▶ _WHAT TO WORK ON_
Copy each line from the records below in which the word "oddball" is found.

Dataset entries
▬▬▬▬▬▬
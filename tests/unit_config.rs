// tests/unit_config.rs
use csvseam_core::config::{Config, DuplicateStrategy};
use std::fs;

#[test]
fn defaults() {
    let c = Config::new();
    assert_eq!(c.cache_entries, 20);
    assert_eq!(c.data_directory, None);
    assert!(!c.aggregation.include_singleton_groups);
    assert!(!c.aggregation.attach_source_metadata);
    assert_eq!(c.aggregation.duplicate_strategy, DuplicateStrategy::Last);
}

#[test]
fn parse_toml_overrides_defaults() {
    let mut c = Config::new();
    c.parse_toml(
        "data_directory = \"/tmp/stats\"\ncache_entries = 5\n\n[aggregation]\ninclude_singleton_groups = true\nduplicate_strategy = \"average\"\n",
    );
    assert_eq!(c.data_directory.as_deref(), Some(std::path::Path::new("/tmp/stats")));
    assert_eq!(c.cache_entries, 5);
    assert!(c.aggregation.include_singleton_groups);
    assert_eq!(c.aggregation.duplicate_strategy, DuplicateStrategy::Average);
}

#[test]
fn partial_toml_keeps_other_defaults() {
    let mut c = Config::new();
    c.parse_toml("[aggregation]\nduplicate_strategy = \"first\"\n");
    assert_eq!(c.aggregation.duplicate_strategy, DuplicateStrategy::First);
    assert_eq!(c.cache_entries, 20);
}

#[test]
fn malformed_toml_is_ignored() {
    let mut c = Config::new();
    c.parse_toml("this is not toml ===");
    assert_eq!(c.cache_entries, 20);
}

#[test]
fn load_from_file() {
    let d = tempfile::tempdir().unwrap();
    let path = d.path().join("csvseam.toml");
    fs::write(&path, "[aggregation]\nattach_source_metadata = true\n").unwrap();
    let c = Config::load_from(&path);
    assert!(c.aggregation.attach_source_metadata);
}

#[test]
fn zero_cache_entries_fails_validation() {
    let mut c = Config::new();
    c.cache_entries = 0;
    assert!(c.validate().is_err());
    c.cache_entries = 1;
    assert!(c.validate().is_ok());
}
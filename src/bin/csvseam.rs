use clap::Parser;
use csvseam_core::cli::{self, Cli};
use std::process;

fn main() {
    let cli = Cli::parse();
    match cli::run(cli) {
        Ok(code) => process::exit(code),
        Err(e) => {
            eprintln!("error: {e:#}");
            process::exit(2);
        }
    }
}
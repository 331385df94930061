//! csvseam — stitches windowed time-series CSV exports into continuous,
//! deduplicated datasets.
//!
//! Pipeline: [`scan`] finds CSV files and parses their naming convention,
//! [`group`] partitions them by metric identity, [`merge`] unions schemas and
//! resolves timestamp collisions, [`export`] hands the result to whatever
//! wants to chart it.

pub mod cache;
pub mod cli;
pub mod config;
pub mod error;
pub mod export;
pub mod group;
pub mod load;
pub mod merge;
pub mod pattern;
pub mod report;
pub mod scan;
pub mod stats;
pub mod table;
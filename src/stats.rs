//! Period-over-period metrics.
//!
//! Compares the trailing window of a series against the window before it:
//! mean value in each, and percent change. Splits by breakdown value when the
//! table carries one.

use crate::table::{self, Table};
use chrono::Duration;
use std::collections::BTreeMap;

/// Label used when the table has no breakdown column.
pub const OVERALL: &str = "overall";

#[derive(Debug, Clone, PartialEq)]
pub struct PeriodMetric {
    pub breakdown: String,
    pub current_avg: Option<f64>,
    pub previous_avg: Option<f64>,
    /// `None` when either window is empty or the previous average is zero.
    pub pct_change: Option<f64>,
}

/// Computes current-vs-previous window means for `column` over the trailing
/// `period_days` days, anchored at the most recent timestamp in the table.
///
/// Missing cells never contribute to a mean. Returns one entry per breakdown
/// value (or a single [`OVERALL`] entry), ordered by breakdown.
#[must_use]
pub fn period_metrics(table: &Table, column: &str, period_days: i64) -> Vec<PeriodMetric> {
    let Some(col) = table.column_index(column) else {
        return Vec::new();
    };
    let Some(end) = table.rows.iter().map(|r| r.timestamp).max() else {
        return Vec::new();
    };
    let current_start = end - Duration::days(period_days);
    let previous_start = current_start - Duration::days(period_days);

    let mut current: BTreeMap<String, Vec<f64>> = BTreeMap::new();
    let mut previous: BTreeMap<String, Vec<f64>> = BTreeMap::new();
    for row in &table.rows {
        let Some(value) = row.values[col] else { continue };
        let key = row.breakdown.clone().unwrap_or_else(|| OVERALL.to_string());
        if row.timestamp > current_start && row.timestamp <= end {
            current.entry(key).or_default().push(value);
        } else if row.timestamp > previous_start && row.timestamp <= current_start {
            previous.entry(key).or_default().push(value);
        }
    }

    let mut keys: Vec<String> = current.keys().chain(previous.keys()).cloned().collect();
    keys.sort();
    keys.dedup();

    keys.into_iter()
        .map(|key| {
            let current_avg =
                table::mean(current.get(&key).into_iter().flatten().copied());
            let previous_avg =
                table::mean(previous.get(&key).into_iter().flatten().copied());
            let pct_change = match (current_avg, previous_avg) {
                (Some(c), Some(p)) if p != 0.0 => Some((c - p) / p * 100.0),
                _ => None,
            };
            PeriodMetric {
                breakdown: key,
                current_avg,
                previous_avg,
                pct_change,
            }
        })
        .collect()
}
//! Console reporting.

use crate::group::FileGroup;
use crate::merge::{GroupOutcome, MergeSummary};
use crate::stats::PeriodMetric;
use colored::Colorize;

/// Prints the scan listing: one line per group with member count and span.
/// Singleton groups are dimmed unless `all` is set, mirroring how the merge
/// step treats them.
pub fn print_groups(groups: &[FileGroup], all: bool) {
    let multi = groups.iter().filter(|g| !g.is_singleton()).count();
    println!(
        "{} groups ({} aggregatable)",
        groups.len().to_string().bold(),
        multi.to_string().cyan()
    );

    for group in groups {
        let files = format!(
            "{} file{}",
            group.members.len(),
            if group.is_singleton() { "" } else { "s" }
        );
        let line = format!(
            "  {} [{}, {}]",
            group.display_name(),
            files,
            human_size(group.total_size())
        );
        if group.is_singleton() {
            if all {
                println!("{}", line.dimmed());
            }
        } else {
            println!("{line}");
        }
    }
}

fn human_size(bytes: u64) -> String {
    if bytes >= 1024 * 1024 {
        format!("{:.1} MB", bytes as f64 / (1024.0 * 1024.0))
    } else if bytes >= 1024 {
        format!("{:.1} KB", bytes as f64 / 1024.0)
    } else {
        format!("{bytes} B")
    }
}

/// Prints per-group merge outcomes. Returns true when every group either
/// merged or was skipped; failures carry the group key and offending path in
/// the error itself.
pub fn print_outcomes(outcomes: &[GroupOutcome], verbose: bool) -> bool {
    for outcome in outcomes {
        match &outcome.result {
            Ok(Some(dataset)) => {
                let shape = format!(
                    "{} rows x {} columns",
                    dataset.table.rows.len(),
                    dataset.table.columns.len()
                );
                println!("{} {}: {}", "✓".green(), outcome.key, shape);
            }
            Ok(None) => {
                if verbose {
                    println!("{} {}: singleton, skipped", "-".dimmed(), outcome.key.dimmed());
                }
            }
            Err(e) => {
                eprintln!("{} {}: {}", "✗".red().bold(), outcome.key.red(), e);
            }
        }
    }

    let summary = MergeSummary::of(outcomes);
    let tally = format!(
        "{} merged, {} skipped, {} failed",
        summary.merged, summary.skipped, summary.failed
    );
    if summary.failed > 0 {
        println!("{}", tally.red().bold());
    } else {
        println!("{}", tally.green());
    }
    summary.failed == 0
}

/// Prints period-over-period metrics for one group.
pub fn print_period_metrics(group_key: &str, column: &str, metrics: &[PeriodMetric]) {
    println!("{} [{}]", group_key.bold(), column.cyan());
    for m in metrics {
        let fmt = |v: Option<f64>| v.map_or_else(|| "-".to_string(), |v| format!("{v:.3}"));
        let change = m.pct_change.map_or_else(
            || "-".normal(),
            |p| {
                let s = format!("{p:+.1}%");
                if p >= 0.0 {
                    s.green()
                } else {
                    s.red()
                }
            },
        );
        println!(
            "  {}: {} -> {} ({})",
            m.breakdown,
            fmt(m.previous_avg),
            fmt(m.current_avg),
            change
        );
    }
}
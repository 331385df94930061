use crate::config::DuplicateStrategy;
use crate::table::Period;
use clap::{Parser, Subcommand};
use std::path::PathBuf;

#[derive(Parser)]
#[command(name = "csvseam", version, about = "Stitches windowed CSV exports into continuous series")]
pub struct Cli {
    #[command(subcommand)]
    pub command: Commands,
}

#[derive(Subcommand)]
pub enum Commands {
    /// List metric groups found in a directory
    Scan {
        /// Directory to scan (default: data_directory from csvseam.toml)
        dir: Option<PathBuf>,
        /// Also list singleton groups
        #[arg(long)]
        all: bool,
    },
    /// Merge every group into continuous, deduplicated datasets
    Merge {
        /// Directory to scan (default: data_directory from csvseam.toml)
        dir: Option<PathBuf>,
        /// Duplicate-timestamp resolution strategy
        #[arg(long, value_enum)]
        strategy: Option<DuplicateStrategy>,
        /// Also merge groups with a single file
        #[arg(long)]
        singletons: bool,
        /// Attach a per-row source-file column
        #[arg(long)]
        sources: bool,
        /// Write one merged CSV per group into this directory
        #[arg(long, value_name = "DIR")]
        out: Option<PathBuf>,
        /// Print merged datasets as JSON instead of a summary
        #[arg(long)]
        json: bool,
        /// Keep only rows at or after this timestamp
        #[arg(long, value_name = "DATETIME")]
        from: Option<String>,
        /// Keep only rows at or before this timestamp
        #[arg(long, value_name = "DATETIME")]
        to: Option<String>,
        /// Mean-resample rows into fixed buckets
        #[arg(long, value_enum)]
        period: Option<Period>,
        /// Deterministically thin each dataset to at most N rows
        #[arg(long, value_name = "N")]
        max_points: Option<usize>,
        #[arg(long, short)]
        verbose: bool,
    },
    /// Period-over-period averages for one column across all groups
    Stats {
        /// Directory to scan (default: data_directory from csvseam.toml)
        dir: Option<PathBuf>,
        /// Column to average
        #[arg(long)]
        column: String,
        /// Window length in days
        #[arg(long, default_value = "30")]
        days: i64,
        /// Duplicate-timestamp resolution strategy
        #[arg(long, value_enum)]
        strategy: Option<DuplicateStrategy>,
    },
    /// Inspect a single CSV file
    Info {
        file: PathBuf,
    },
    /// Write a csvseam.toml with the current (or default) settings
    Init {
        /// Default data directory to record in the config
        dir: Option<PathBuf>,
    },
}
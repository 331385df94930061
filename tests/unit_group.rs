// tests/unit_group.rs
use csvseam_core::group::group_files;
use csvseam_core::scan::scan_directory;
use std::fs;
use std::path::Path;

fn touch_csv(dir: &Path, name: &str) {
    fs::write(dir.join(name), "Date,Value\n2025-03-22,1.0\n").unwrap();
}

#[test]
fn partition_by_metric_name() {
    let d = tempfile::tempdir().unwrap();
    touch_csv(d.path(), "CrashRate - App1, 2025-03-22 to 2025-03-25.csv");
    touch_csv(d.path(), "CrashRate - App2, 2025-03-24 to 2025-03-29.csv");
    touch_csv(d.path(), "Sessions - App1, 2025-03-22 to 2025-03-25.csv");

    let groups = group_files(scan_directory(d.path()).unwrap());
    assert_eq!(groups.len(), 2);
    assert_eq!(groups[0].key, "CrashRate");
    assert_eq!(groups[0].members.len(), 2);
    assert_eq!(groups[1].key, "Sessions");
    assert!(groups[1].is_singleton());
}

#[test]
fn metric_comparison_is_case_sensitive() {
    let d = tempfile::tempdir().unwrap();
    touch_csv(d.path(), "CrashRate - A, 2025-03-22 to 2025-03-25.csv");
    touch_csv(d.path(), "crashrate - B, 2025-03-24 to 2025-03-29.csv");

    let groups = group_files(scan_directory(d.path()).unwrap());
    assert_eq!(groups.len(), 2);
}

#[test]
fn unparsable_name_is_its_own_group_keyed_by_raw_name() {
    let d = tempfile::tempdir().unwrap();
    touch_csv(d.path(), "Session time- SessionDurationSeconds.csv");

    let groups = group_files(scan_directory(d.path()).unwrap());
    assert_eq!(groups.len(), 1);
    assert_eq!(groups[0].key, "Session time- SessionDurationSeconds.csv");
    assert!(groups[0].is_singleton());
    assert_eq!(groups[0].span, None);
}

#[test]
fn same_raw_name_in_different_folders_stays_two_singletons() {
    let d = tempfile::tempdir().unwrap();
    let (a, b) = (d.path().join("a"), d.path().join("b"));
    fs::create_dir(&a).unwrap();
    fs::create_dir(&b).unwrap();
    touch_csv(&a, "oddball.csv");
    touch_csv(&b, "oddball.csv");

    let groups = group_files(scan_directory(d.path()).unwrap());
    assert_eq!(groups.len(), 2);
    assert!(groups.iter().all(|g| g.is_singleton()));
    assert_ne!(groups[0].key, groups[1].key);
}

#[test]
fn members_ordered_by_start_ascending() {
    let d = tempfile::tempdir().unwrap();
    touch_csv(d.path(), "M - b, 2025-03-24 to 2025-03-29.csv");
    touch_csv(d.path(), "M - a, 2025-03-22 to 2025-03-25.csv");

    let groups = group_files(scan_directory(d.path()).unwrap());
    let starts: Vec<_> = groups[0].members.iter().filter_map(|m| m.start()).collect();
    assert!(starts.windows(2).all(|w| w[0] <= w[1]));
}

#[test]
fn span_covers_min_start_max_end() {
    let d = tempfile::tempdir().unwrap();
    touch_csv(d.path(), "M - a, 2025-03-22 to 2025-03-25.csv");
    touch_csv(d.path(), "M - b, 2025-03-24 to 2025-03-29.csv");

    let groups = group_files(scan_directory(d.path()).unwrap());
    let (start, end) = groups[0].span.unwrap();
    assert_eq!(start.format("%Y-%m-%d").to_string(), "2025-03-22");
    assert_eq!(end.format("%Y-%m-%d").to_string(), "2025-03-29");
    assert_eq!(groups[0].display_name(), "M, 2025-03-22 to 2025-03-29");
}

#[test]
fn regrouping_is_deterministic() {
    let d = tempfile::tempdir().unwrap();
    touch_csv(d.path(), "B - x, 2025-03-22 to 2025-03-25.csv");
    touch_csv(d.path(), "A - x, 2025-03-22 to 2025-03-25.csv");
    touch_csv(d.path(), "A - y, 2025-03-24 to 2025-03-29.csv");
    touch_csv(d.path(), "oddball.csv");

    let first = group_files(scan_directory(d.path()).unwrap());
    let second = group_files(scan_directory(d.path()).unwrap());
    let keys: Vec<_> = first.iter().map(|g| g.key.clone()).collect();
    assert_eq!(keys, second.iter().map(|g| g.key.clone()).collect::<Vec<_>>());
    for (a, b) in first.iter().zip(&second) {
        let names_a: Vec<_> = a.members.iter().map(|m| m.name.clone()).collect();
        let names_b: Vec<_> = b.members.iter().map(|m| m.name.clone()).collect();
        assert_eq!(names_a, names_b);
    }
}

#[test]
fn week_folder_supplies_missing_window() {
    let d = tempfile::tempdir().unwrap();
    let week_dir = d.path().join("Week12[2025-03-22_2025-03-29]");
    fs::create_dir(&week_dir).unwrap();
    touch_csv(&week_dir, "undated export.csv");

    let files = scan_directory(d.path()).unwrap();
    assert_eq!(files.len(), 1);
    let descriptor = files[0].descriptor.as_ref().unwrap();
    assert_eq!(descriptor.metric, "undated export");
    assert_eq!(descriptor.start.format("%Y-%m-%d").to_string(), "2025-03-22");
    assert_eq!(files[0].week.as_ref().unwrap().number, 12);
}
▬▬▬▬▬▬
▶ _EXERCISE ANSWER_
    touch_csv(&a, "oddball.csv");
    touch_csv(&b, "oddball.csv");
    touch_csv(d.path(), "oddball.csv");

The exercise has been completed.